The supposed product roadmap appeared Friday in a tweet from @BB10Leaks (via TechnoBuffalo) and appears to show BlackBerry's forthcoming products through the second quarter of 2014. In addition to the already released Z10 and its hardware QWERTY keyboard sporting counterpart, the Q10, the roadmap shows a tablet, a phablet, and a phablet-esque device with a hardware QWERTY keyboard of its own. 

The iPad competitor appears to be named the B10. The roadmap gives no details on its dimensions or specifications, but it looks to be a large tablet in the vein of Google's Nexus 10 and Apple's full-size iPads. Should the device materialize, it would represent BlackBerry's second attempt at breaking into the tablet segment.

The Canadian manufacturer previously released a 7-inch PlayBook tablet, meant to provide enterprise-minded customers with a more portable alternative to Apple's iPad, which dominated the tablet segment then as it does now. Poor software implementation and developer support, though, doomed the PlayBook to sluggish sales even as Apple's tablet moved to greater heights. Eventually, then-RIM's inventory of unsold PlayBook units caused the company to take a $485 million charge.

With the launch of BlackBerry 10, though, the manufacturer has seen encouraging signs. BlackBerry's most recent financial figures revealed one million Z10's shipped since the device's launch in February. That, in combination with drastic cost reductions, led to BlackBerry's first profitable quarter in some time. 

A new tablet would help flesh out the range of devices BlackBerry offers, making it a more capable alternative for customers looking outside of Apple's iOS and Google's Android. Speaking earlier in March, BlackBerry CEO Thorsten Heins said that the company would have to do something "really substantial and meaningful... [and] profitable as well," if it were to enter the tablet space again.

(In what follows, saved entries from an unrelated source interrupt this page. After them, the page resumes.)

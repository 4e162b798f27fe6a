//! Pipeline composition.
//!
//! A descriptor without sub-fields validates each element through
//!
//! 1. per-element pre validators, in declaration order
//! 2. the built-in chain for its base type
//! 3. per-element post validators, in declaration order
//!
//! Whole-value validators are kept apart and run on the undissected value.

use std::sync::Arc;

use sieve_foundation::{Result, Type};

use crate::builtins::{NOT_NONE, find_validators};
use crate::config::Config;
use crate::decl::ClassValidator;
use crate::signature::{Convention, Validator};

/// A validator paired with the convention it is invoked with.
#[derive(Clone, Debug)]
pub struct Step {
    convention: Convention,
    validator: Arc<Validator>,
}

impl Step {
    /// Classifies a validator into a step.
    ///
    /// # Errors
    ///
    /// Returns [`sieve_foundation::ErrorKind::InvalidSignature`] if the
    /// validator cannot be classified.
    pub fn new(validator: Arc<Validator>) -> Result<Self> {
        let convention = validator.convention()?;
        Ok(Self {
            convention,
            validator,
        })
    }

    /// Returns the convention.
    #[must_use]
    pub const fn convention(&self) -> Convention {
        self.convention
    }

    /// Returns the validator.
    #[must_use]
    pub const fn validator(&self) -> &Arc<Validator> {
        &self.validator
    }

    /// Returns the validator name.
    #[must_use]
    pub fn name(&self) -> &str {
        self.validator.name()
    }
}

/// The composed validator lists of one descriptor.
#[derive(Clone, Debug, Default)]
pub struct Pipeline {
    validators: Vec<Step>,
    whole_pre: Vec<Step>,
    whole_post: Vec<Step>,
}

impl Pipeline {
    /// Returns the per-element steps. Empty when the descriptor has
    /// sub-fields.
    #[must_use]
    pub fn validators(&self) -> &[Step] {
        &self.validators
    }

    /// Returns the steps run before dissecting the value.
    #[must_use]
    pub fn whole_pre(&self) -> &[Step] {
        &self.whole_pre
    }

    /// Returns the steps run on the assembled result.
    #[must_use]
    pub fn whole_post(&self) -> &[Step] {
        &self.whole_post
    }

    /// Returns the per-element step names, in order.
    pub fn names(&self) -> impl Iterator<Item = &str> {
        self.validators.iter().map(Step::name)
    }
}

/// Builds the pipeline for a resolved base type.
///
/// # Errors
///
/// Returns a configuration error if a validator cannot be classified, the
/// base type has no validators, or a string pattern does not compile.
pub fn build(
    ty: &Type,
    has_sub_fields: bool,
    nullable: bool,
    class_validators: &[ClassValidator],
    config: &Config,
) -> Result<Pipeline> {
    let mut pipeline = Pipeline::default();

    if !has_sub_fields {
        let pre = class_validators
            .iter()
            .filter(|v| !v.whole && v.pre)
            .map(|v| Arc::clone(&v.validator));
        let post = class_validators
            .iter()
            .filter(|v| !v.whole && !v.pre)
            .map(|v| Arc::clone(&v.validator));
        let builtin = find_validators(ty, config)?;
        pipeline.validators = prepare(pre.chain(builtin).chain(post), nullable)?;
    }

    pipeline.whole_pre = prepare(
        class_validators
            .iter()
            .filter(|v| v.whole && v.pre)
            .map(|v| Arc::clone(&v.validator)),
        nullable,
    )?;
    pipeline.whole_post = prepare(
        class_validators
            .iter()
            .filter(|v| v.whole && !v.pre)
            .map(|v| Arc::clone(&v.validator)),
        nullable,
    )?;

    Ok(pipeline)
}

fn prepare(
    validators: impl IntoIterator<Item = Arc<Validator>>,
    nullable: bool,
) -> Result<Vec<Step>> {
    validators
        .into_iter()
        .filter(|v| !(nullable && Arc::ptr_eq(v, &NOT_NONE)))
        .map(Step::new)
        .collect()
}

"I think the profit pool is very, very thin," Heins told the Australian Financial Review. "Kudos to Apple, I think they really managed to own that space, so it doesn't make sense for me to just take this head on. I need to figure out, for my enterprise customers, for my consumers, for my BB10 audience, what can I do that provides them a mobile computing experience in the form factor of a tablet, which goes beyond just the puristic tablet experience."

Should the leaked roadmap prove accurate, BlackBerry's tablet will see release some time in either the third or fourth quarter of 2013. It would be followed shortly thereafter by a large-screened BlackBerry 10 device, apparently dubbed the U10. That device — likely a "phablet" in the vein of Samsung's Galaxy Note II — may be the rumored Aristo device that surfaced late last year. Following the phablet's release, another large-screened model would follow quickly thereafter, this one sporting a hardware QWERTY keyboard much like BlackBerry's forthcoming Q10.